Dickinson College Alumni Collaborate on Cutting-edge Cancer Research

Scott Nowicki '06 (left) is conducting leading-edge cancer research at UCLA. He recently brought Egmidio Medina '18, a former math major, into his team.

Scott Nowicki '06 (left) is conducting leading-edge cancer research at UCLA. He recently brought Egmidio Medina '18, a former math major, onto his team.

Former math, science majors bring diverse skillsets to the lab

by MaryAlice Bitts-Jackson

There are two types of warriors leading the battle against cancer—the researchers who generate new knowledge and the practitioners who apply it. As a physician-scientist at UCLA, Theodore Scott Nowicki ’06 wages powerful attacks from both fronts. And last year, he brought a fellow alumnus, math major Egmidio Medina ’18, into the fight, adding up-to-the-minute data analysis skills to the mix.

Career-clarifying research

Both Nowicki and Medina came to Dickinson with plans to become doctors, and both benefited from performing student-faculty research.

Nowicki, a Pennsylvania native, double-majored in music and biochemistry & molecular biology at Dickinson, where he wrote music; played saxophone in Dickinson’s concert band, orchestra and jazz band; performed with Run With It!; and took advanced science classes ahead of schedule. He also conducted cancer research every summer and semester, beginning in summer 2003.

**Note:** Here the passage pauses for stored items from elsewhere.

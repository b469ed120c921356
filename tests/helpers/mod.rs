#![allow(dead_code)]
//! Shared fakes for the integration tests.

use anyhow::Result;
use async_trait::async_trait;
use notify_cascade::context::{NotificationContext, RunMetadata};
use notify_cascade::core::{Channel, Outcome};
use notify_cascade::publish::Publisher;
use std::sync::atomic::{AtomicUsize, Ordering};
use std::sync::Mutex;
use std::time::Duration;

/// A publisher that records everything it is asked to publish.
#[derive(Debug, Default)]
pub struct RecordingPublisher {
    pub outputs: Mutex<Vec<(String, String)>>,
    pub summaries: Mutex<Vec<String>>,
    pub warnings: Mutex<Vec<String>>,
    pub failures: Mutex<Vec<String>>,
}

impl RecordingPublisher {
    pub fn output(&self, name: &str) -> Option<String> {
        self.outputs
            .lock()
            .unwrap()
            .iter()
            .find(|(n, _)| n == name)
            .map(|(_, v)| v.clone())
    }

    pub fn warnings(&self) -> Vec<String> {
        self.warnings.lock().unwrap().clone()
    }

    pub fn summary(&self) -> String {
        self.summaries.lock().unwrap().concat()
    }
}

impl Publisher for RecordingPublisher {
    fn set_output(&self, name: &str, value: &str) -> Result<()> {
        self.outputs
            .lock()
            .unwrap()
            .push((name.to_string(), value.to_string()));
        Ok(())
    }

    fn write_summary(&self, markdown: &str) -> Result<()> {
        self.summaries.lock().unwrap().push(markdown.to_string());
        Ok(())
    }

    fn warning(&self, message: &str) {
        self.warnings.lock().unwrap().push(message.to_string());
    }

    fn fail(&self, message: &str) {
        self.failures.lock().unwrap().push(message.to_string());
    }
}

/// How a [`ScriptedChannel`] behaves when delivered to.
#[derive(Debug, Clone)]
pub enum Script {
    Return(Outcome),
    Panic(&'static str),
}

/// A channel with a scripted result that counts its deliveries.
pub struct ScriptedChannel {
    pub name: String,
    pub script: Script,
    pub delay: Duration,
    pub calls: AtomicUsize,
}

impl ScriptedChannel {
    pub fn new(name: &str, script: Script) -> Self {
        Self {
            name: name.to_string(),
            script,
            delay: Duration::ZERO,
            calls: AtomicUsize::new(0),
        }
    }

    pub fn with_delay(mut self, delay: Duration) -> Self {
        self.delay = delay;
        self
    }

    pub fn calls(&self) -> usize {
        self.calls.load(Ordering::SeqCst)
    }
}

#[async_trait]
impl Channel for ScriptedChannel {
    fn name(&self) -> &str {
        &self.name
    }

    async fn deliver(&self, _context: &NotificationContext) -> Outcome {
        self.calls.fetch_add(1, Ordering::SeqCst);
        tokio::time::sleep(self.delay).await;
        match &self.script {
            Script::Return(outcome) => outcome.clone(),
            Script::Panic(message) => panic!("{}", message),
        }
    }
}

/// Run metadata for a typical push build.
pub fn run_metadata() -> RunMetadata {
    RunMetadata {
        repository: "acme/widgets".to_string(),
        run_id: "1001".to_string(),
        run_number: "17".to_string(),
        actor: "octocat".to_string(),
        event_name: "push".to_string(),
        git_ref: "refs/heads/main".to_string(),
        sha: "0123abcd".to_string(),
        ..Default::default()
    }
}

His research began with the 13-week, summertime Pennsylvania Department of Health Carnegie Mellon University Collaborative Project, overseen by Professor of Biology John Henson. Nowicki continued in that project the following academic year, and, with support from the prestigious Beckman Scholars Program grant, he also conducted leukemia research with Associate Professor of Biology Mike Roberts. Along with fellow Dickinson student-researchers, he co-presented at the American Association for Cancer Research (AACR) conference.

Nowicki’s post-Dickinson life launched with a meaningful gesture, when his father, Peter ’71, handed him his diploma during Commencement. He then entered an M.D./Ph.D. program at New York Medical College and served a residency and fellowship at UCLA. Now he's a UCLA researcher and attending pediatric oncologist, serving 20 percent of his time with patients and 80 percent in the lab.

Medina, a Posse Foundation scholar from Los Angeles, got involved in student leadership programs at Dickinson, volunteered extensively and studied abroad junior year. He enjoyed his science classes and distinguished himself as a chemistry tutor and departmental teaching assistant. But he also loved math and ultimately declared a major in that field.

Like Nowicki, Medina worked on the Dickinson leukemia-research project, but with a key difference. Whereas Nowicki and fellow student-researchers used high-level Excel functions and web- and Java-based software to gather and analyze data in 2006, Medina worked with his advisor, Associate Professor of Mathematics Jeff Forrester to learn and use the latest iteration of R—powerful code used by data scientists—to create a data set illustrating the interaction of key genes.

“That was the most influential moment in my life, as a learner,” says Medina, who came away with an up-to-date data-wrangling skillset in a rapidly expanding field.

Combining forces

Nowicki and Medina’s shared story begins at the April 2018 AACR conference. Medina and fellow student-researchers were presenting a poster outlining their latest findings, and Nowicki stopped by to say hi to his former professor and catch up on the latest developments.

“When Scott introduced himself and said he was at UCLA, it was a perfect moment,” says Medina, then weeks from graduation day, “because his work was so interesting, and I wanted to make professional contacts in Los Angeles, my hometown.” Back on campus, Medina followed up with an email to Nowicki, outlining his cross-disciplinary skills.

“Egmidio’s background in math and computational analysis with a biological focus is a big plus to a research team,” said Nowicki, who leads a cancer-research project at UCLA, in collaboration with the Edythe Broad Center of Regenerative Medicine and Stem Cell Research’s Antoni Ribas. “So when the opportunity came up, we hired him.”

Funded by a $4.6 million grant from the California Institute for Regenerative Medicine, the cancer-research trial tests a novel treatment for advanced sarcomas and other cancers with the NY-ESO-1 tumor marker. The method: to genetically engineer each patient's blood-forming stem cells to produce cancer-fighting immune cells.

The Dickinsonians have worked together on several projects and have co-published a paper. And after seeing Nowicki treat pediatric patients with cancer and offer hope to their families, Medina is considering medical school.

“It’s been amazing working with Scott,” he says. “I owe so much to him. I tell him every day.”

“Egmidio has a great attitude and personality, and he does stellar work,” Nowicki says. “I’m just glad, for both of us, that it turned out the way it did.”